Naturalmente il fondamento di un tale impegno sta nel fatto che ogni cristiano, con il battesimo e la cresima, è costituito come annunciatore e profeta di Dio. Non occorre che arrivino deleghe o incarichi di missione, di evangelizzazione. Basta il "certificato di battesimo" e saper dire il "Padre nostro" fino in fondo per essere "abilitati". Oggi questa diventa un urgenza.
"La missione permanente di portare il Vangelo a quanti non conoscono Cristo redentore dell'uomo... è missione di tutto il popolo di Dio, si esplica in svariate forme, è compito di tutti i fedeli" (Redem¬ptoris missio, 71).

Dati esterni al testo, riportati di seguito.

//! LLM integration crate for Chatbox.
//!
//! This crate provides a provider-agnostic abstraction for multi-turn chat
//! with Large Language Models. It supports multiple providers through a
//! unified trait-based interface.
//!
//! # Providers
//! - **Ollama**: Local LLM runtime (default)
//! - **Gemini**: Google Generative Language API
//! - **Offline**: never answers; callers fall back to their own heuristics
//!
//! # Example
//! ```no_run
//! use chatbox_llm::{ChatMessage, ChatRequest, LlmClient, providers::OllamaClient};
//!
//! # async fn example() -> Result<(), Box<dyn std::error::Error>> {
//! let client = OllamaClient::new();
//! let request = ChatRequest::new("llama3.2", vec![ChatMessage::user("Hello, world!")]);
//! let response = client.chat(&request).await?;
//! println!("{}", response.content);
//! # Ok(())
//! # }
//! ```

pub mod client;
pub mod factory;
pub mod providers;
pub mod types;

// Re-export main types
pub use client::{ChatMessage, ChatRequest, ChatRole, LlmClient, LlmResponse, LlmUsage};
pub use factory::create_client;
pub use providers::{GeminiClient, OfflineClient, OllamaClient};
pub use types::ProviderType;
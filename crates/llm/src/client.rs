//! LLM client abstraction and request/response types.
//!
//! This module defines the core abstractions for chatting with LLM providers.

use chatbox_core::AppResult;
use serde::{Deserialize, Serialize};
use std::fmt;

/// Author of a chat message.
#[derive(Debug, Clone, Copy, PartialEq, Eq, Serialize, Deserialize)]
#[serde(rename_all = "lowercase")]
pub enum ChatRole {
    System,
    User,
    Assistant,
}

impl ChatRole {
    pub fn as_str(&self) -> &'static str {
        match self {
            Self::System => "system",
            Self::User => "user",
            Self::Assistant => "assistant",
        }
    }
}

impl fmt::Display for ChatRole {
    fn fmt(&self, f: &mut fmt::Formatter<'_>) -> fmt::Result {
        f.write_str(self.as_str())
    }
}

/// One message of a multi-turn conversation.
#[derive(Debug, Clone, PartialEq, Eq, Serialize, Deserialize)]
pub struct ChatMessage {
    pub role: ChatRole,
    pub content: String,
}

impl ChatMessage {
    pub fn new(role: ChatRole, content: impl Into<String>) -> Self {
        Self {
            role,
            content: content.into(),
        }
    }

    pub fn system(content: impl Into<String>) -> Self {
        Self::new(ChatRole::System, content)
    }

    pub fn user(content: impl Into<String>) -> Self {
        Self::new(ChatRole::User, content)
    }

    pub fn assistant(content: impl Into<String>) -> Self {
        Self::new(ChatRole::Assistant, content)
    }
}

/// LLM chat request.
#[derive(Debug, Clone, Serialize, Deserialize)]
pub struct ChatRequest {
    /// Model identifier (e.g., "llama3.2", "gemini-1.5-flash")
    pub model: String,

    /// Conversation so far, oldest first; the last message is the one to answer
    pub messages: Vec<ChatMessage>,

    /// Maximum tokens to generate
    #[serde(skip_serializing_if = "Option::is_none")]
    pub max_tokens: Option<u32>,

    /// Temperature for sampling (0.0 - 2.0)
    #[serde(skip_serializing_if = "Option::is_none")]
    pub temperature: Option<f32>,
}

impl ChatRequest {
    /// Create a new chat request with required fields.
    pub fn new(model: impl Into<String>, messages: Vec<ChatMessage>) -> Self {
        Self {
            model: model.into(),
            messages,
            max_tokens: None,
            temperature: None,
        }
    }

    /// Set the maximum tokens to generate.
    pub fn with_max_tokens(mut self, max_tokens: u32) -> Self {
        self.max_tokens = Some(max_tokens);
        self
    }

    /// Set the temperature for sampling.
    pub fn with_temperature(mut self, temperature: f32) -> Self {
        self.temperature = Some(temperature);
        self
    }
}

/// LLM chat response.
#[derive(Debug, Clone, Serialize, Deserialize)]
pub struct LlmResponse {
    /// The generated text
    pub content: String,

    /// Model that generated the response
    pub model: String,

    /// Usage statistics
    pub usage: LlmUsage,
}

/// Token usage statistics.
#[derive(Debug, Clone, Serialize, Deserialize, Default)]
pub struct LlmUsage {
    /// Tokens in the prompt
    #[serde(default)]
    pub prompt_tokens: u32,

    /// Tokens in the completion
    #[serde(default)]
    pub completion_tokens: u32,

    /// Total tokens used
    #[serde(default)]
    pub total_tokens: u32,
}

impl LlmUsage {
    /// Create usage stats from prompt and completion token counts.
    pub fn new(prompt_tokens: u32, completion_tokens: u32) -> Self {
        Self {
            prompt_tokens,
            completion_tokens,
            total_tokens: prompt_tokens + completion_tokens,
        }
    }
}

/// Trait for LLM providers.
///
/// This trait abstracts the underlying provider (Ollama, Gemini, ...) and
/// provides a unified interface for multi-turn chat. Providers are stateless:
/// callers send the whole conversation with every request.
#[async_trait::async_trait]
pub trait LlmClient: Send + Sync {
    /// Get the provider name (e.g., "ollama", "gemini").
    fn provider_name(&self) -> &str;

    /// Answer the last message of `request.messages`.
    async fn chat(&self, request: &ChatRequest) -> AppResult<LlmResponse>;
}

Laici alla frontiera: sono l'ala avanzata della vita della Chiesa nel mondo.
"Già Pio XII diceva: 'I fedeli, e più precisamente i laici, si trovano nella linea più avanzata della vita della Chiesa; per loro la Chiesa è il principio vitale della società umana. Perciò essi, specialmente essi, debbono avere una sempre più chiara consapevolezza, non soltanto di appartenere alla Chiesa, ma di essere la Chiesa, vale a dire la comunità dei fedeli sulla terra sotto la guida del capo comune, il Papa, e dei Vescovi in comunione con lui. Essi sono la Chiesa...'" (Christifide¬les laici, 9).
I laici portano Cristo e la Chiesa nel tessuto della vita del mondo. Oggi c'è il rischio, e anche la volontà più o meno cosciente di relegare la Chiesa in sacrestia: che non si impicci delle cose di questo mondo; che pensi al suo Dio e faccia i suoi riti in Chiesa, ma che non contesti la società. La società occidentale, con i suoi "potenti di questo mondo" e con i suoi prepotenti meccanismi di mentalità, emargi¬na il Papa, i Vescovi e ogni cristiano che tenti di portare la fede fuori di sacrestia, per farne legge di vita.
E' molto difficile oggi, con le sole parole o le sole prediche di "valori" influire sulle strutture, sui costumi sociali, sulle ingiustizie e sulle strutture di peccato. Per evitare di essere portati e chiusi in sacrestia, ci vuole la verità della vita ancorata nell'impegno personale e nell'esperienza comunitaria di Chiesa. Forti nella unità in Cristo, nella Chiesa, non si deve poi restare chiusi. Il sale si "scioglie": siamo cristiani "sciolti" nel nostro ambiente? Dobbiamo aprire le saliere. Il lievito va diffuso.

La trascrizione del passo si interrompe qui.